• What you have to do: Search term "state": please show all lines in the listing that contain it.

• Available data:
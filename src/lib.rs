// Copyright 2025 Neuraville Inc.
// SPDX-License-Identifier: Apache-2.0

//! # Cohort - divide a class of students into groups
//!
//! Cohort partitions a roster of uniquely identified students into disjoint
//! groups that approximate a target size within a permitted deviation.
//! This umbrella crate re-exports the component crates; each component is
//! also published individually for selective use.
//!
//! ## Quick Start
//!
//! ```toml
//! [dependencies]
//! cohort = "0.6"
//! ```
//!
//! ```rust
//! use cohort::prelude::*;
//! use rand::rngs::StdRng;
//! use rand::SeedableRng;
//!
//! let class: Group<Student> = (0..12)
//!     .map(|i| Student::new(format!("First{i}"), format!("Last{i}"), format!("{i:07}")))
//!     .collect();
//!
//! // Seeded random source: the same seed reproduces the same grouping.
//! let mut rng = StdRng::seed_from_u64(42);
//! let division = divide(&class, 4, 1, &mut rng).unwrap();
//!
//! assert_eq!(division.groups.len(), 3);
//! ```
//!
//! ## Feature Flags
//!
//! - **`roster-io`** (default): CSV roster reading and writing
//! - **`config`** (default): TOML configuration loader
//!
//! ## Components
//!
//! - [`cohort_structures`]: `Student` and the `Group` membership container
//! - [`cohort_division`]: feasibility checking and group construction
//! - `cohort-roster-io`: CSV roster adapter
//! - `cohort-config`: configuration loader

/// Crate version from Cargo.toml
pub const VERSION: &str = env!("CARGO_PKG_VERSION");

pub use cohort_division as division;
pub use cohort_structures as structures;

#[cfg(feature = "config")]
pub use cohort_config as config;
#[cfg(feature = "roster-io")]
pub use cohort_roster_io as roster_io;

/// The common imports for dividing a class into groups.
pub mod prelude {
    pub use cohort_division::{check_feasibility, divide, Division, DivisionError};
    pub use cohort_structures::{Group, GroupError, Student};

    #[cfg(feature = "roster-io")]
    pub use cohort_roster_io::{parse_roster, read_roster, write_roster};
}
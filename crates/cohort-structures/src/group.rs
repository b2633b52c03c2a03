// Copyright 2025 Neuraville Inc.
// SPDX-License-Identifier: Apache-2.0

/*!
`Group` membership container.

A `Group` is a set: no member occurs twice. Insertion order is kept
internally for stable `Display` output, but carries no meaning - two groups
are equal when they contain the same members in any order.

Random selection (`pick`) and random traversal (`shuffled`) take the random
source as an argument instead of holding global state, so a single seeded
`StdRng` threaded through all calls makes every random decision
reproducible.
*/

use rand::seq::SliceRandom;
use rand::Rng;

use crate::error::GroupError;

/// A group of unique members.
#[derive(Debug, Clone)]
pub struct Group<T> {
    members: Vec<T>,
}

impl<T> Default for Group<T> {
    fn default() -> Self {
        Self {
            members: Vec::new(),
        }
    }
}

impl<T: PartialEq> Group<T> {
    /// Create a new empty group.
    pub fn new() -> Self {
        Self {
            members: Vec::new(),
        }
    }

    /// This group's size.
    pub fn len(&self) -> usize {
        self.members.len()
    }

    /// Determine if this group is empty or not.
    pub fn is_empty(&self) -> bool {
        self.members.is_empty()
    }

    /// Add a member to this group.
    ///
    /// Returns true when the member wasn't already in this group, false
    /// otherwise.
    pub fn add(&mut self, member: T) -> bool {
        if self.members.contains(&member) {
            false
        } else {
            self.members.push(member);
            true
        }
    }

    /// Remove a member from this group.
    ///
    /// Returns true if the removed member was in this group, false
    /// otherwise.
    pub fn remove(&mut self, member: &T) -> bool {
        match self.members.iter().position(|m| m == member) {
            Some(index) => {
                self.members.remove(index);
                true
            }
            None => false,
        }
    }

    /// Determine if a member is in this group.
    pub fn contains(&self, member: &T) -> bool {
        self.members.contains(member)
    }

    /// Determine if all given members are in this group.
    pub fn contains_all(&self, members: &[T]) -> bool {
        members.iter().all(|m| self.contains(m))
    }

    /// Clear this group.
    pub fn clear(&mut self) {
        self.members.clear();
    }

    /// Pick a member from this group at random, without removing it.
    ///
    /// # Errors
    ///
    /// Returns [`GroupError::EmptyGroup`] when the group has no members.
    pub fn pick<R: Rng>(&self, rng: &mut R) -> Result<&T, GroupError> {
        if self.is_empty() {
            return Err(GroupError::EmptyGroup);
        }
        Ok(&self.members[rng.gen_range(0..self.len())])
    }

    /// Iterate over the members of this group in a fresh uniformly random
    /// order.
    ///
    /// Every call draws an independent permutation from `rng`; iterating
    /// twice with the same seeded source yields the same order, iterating
    /// twice with one source advances it and yields independent orders.
    pub fn shuffled<'a, R: Rng>(&'a self, rng: &mut R) -> Shuffled<'a, T> {
        let mut order: Vec<&'a T> = self.members.iter().collect();
        order.shuffle(rng);
        Shuffled {
            order: order.into_iter(),
        }
    }

    /// Iterate over the members in insertion order.
    pub fn iter(&self) -> std::slice::Iter<'_, T> {
        self.members.iter()
    }
}

/// Iterator over a group's members in one drawn random permutation.
///
/// The permutation is fixed at creation; the cursor over it is this
/// iterator's only state.
#[derive(Debug)]
pub struct Shuffled<'a, T> {
    order: std::vec::IntoIter<&'a T>,
}

impl<'a, T> Iterator for Shuffled<'a, T> {
    type Item = &'a T;

    fn next(&mut self) -> Option<Self::Item> {
        self.order.next()
    }

    fn size_hint(&self) -> (usize, Option<usize>) {
        self.order.size_hint()
    }
}

impl<T> ExactSizeIterator for Shuffled<'_, T> {}

impl<T: PartialEq> Extend<T> for Group<T> {
    fn extend<I: IntoIterator<Item = T>>(&mut self, iter: I) {
        for member in iter {
            self.add(member);
        }
    }
}

impl<T: PartialEq> FromIterator<T> for Group<T> {
    fn from_iter<I: IntoIterator<Item = T>>(iter: I) -> Self {
        let mut group = Group::new();
        group.extend(iter);
        group
    }
}

/// Two groups are equal when they contain exactly the same members,
/// independent of internal order.
impl<T: PartialEq> PartialEq for Group<T> {
    fn eq(&self, other: &Self) -> bool {
        self.len() == other.len() // For efficiency
            && self.members.iter().all(|m| other.contains(m))
            && other.members.iter().all(|m| self.contains(m))
    }
}

impl<T: Eq> Eq for Group<T> {}

impl<T: std::fmt::Display> std::fmt::Display for Group<T> {
    fn fmt(&self, f: &mut std::fmt::Formatter<'_>) -> std::fmt::Result {
        let mut first = true;
        for member in &self.members {
            if !first {
                write!(f, "; ")?;
            }
            write!(f, "{}", member)?;
            first = false;
        }
        Ok(())
    }
}

#[cfg(test)]
mod tests {
    use super::*;
    use rand::rngs::StdRng;
    use rand::SeedableRng;

    #[test]
    fn size_tracks_adds_and_removes() {
        let mut group = Group::new();
        assert_eq!(group.len(), 0);

        group.add(0);
        assert_eq!(group.len(), 1);

        group.add(1);
        assert_eq!(group.len(), 2);

        group.remove(&0);
        assert_eq!(group.len(), 1);

        group.remove(&1);
        assert_eq!(group.len(), 0);
    }

    #[test]
    fn is_empty() {
        let mut group = Group::new();
        assert!(group.is_empty());
        group.add(0);
        assert!(!group.is_empty());
    }

    #[test]
    fn add_rejects_duplicates() {
        let mut group = Group::new();
        assert!(group.add(0));
        assert!(!group.add(0));
        assert_eq!(group.len(), 1);
        assert!(group.contains(&0));
    }

    #[test]
    fn remove_reports_presence() {
        let mut group = Group::new();
        group.add(0);

        assert!(group.remove(&0));
        assert!(!group.remove(&0));
        assert!(!group.contains(&0));
    }

    #[test]
    fn contains_all() {
        let mut group = Group::new();
        assert!(!group.contains_all(&[0, 1, 2]));

        group.add(0);
        assert!(!group.contains_all(&[0, 1, 2]));

        group.add(1);
        group.add(2);
        assert!(group.contains_all(&[0, 1, 2]));
    }

    #[test]
    fn extend_skips_duplicates() {
        let mut group = Group::new();
        group.extend([0, 1, 1, 2]);
        assert_eq!(group.len(), 3);
        assert!(group.contains_all(&[0, 1, 2]));
    }

    #[test]
    fn clear_empties_the_group() {
        let mut group = Group::new();
        group.add(0);
        assert!(!group.is_empty());
        group.clear();
        assert!(group.is_empty());
    }

    #[test]
    fn pick_fails_on_empty_group() {
        let group: Group<i32> = Group::new();
        let mut rng = StdRng::seed_from_u64(1);

        assert_eq!(group.pick(&mut rng), Err(GroupError::EmptyGroup));
    }

    #[test]
    fn pick_on_singleton_always_picks_that_member() {
        let mut group = Group::new();
        group.add(0);
        let mut rng = StdRng::seed_from_u64(1);

        for _ in 0..10 {
            assert_eq!(group.pick(&mut rng), Ok(&0));
        }
    }

    #[test]
    fn pick_is_reproducible_under_a_fixed_seed() {
        let group: Group<i32> = (0..10).collect();

        let mut rng1 = StdRng::seed_from_u64(42);
        let mut rng2 = StdRng::seed_from_u64(42);
        for _ in 0..20 {
            assert_eq!(group.pick(&mut rng1), group.pick(&mut rng2));
        }
    }

    #[test]
    fn shuffled_visits_every_member_exactly_once() {
        let group: Group<i32> = (0..8).collect();
        let mut rng = StdRng::seed_from_u64(7);

        let mut seen: Vec<i32> = group.shuffled(&mut rng).copied().collect();
        seen.sort_unstable();
        assert_eq!(seen, (0..8).collect::<Vec<_>>());
    }

    #[test]
    fn shuffled_on_empty_group_yields_nothing() {
        let group: Group<i32> = Group::new();
        let mut rng = StdRng::seed_from_u64(7);
        assert_eq!(group.shuffled(&mut rng).next(), None);
    }

    #[test]
    fn same_seed_gives_same_traversal_order() {
        let group: Group<i32> = (0..8).collect();

        let mut rng1 = StdRng::seed_from_u64(5);
        let mut rng2 = StdRng::seed_from_u64(5);
        let order1: Vec<i32> = group.shuffled(&mut rng1).copied().collect();
        let order2: Vec<i32> = group.shuffled(&mut rng2).copied().collect();

        assert_eq!(order1, order2);
    }

    #[test]
    fn different_seeds_give_different_traversal_orders() {
        // With 8 members there are 40320 permutations; two fixed seeds
        // agreeing by chance would be a broken shuffle.
        let group: Group<i32> = (0..8).collect();

        let mut rng1 = StdRng::seed_from_u64(3);
        let mut rng2 = StdRng::seed_from_u64(2235);
        let order1: Vec<i32> = group.shuffled(&mut rng1).copied().collect();
        let order2: Vec<i32> = group.shuffled(&mut rng2).copied().collect();

        assert_ne!(order1, order2);
    }

    #[test]
    fn equality_ignores_order() {
        let a: Group<i32> = [1, 2, 3].into_iter().collect();
        let b: Group<i32> = [3, 1, 2].into_iter().collect();
        let c: Group<i32> = [1, 2].into_iter().collect();
        let d: Group<i32> = [1, 2, 4].into_iter().collect();

        assert_eq!(a, b);
        assert_ne!(a, c);
        assert_ne!(a, d);
    }

    #[test]
    fn display_joins_members() {
        let mut group = Group::new();
        assert_eq!(group.to_string(), "");

        group.add(0);
        assert_eq!(group.to_string(), "0");

        group.add(1);
        group.add(2);
        assert_eq!(group.to_string(), "0; 1; 2");
    }
}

• Task result:
source as an argument instead of holding global state, so a single seeded
/// iterator's only state.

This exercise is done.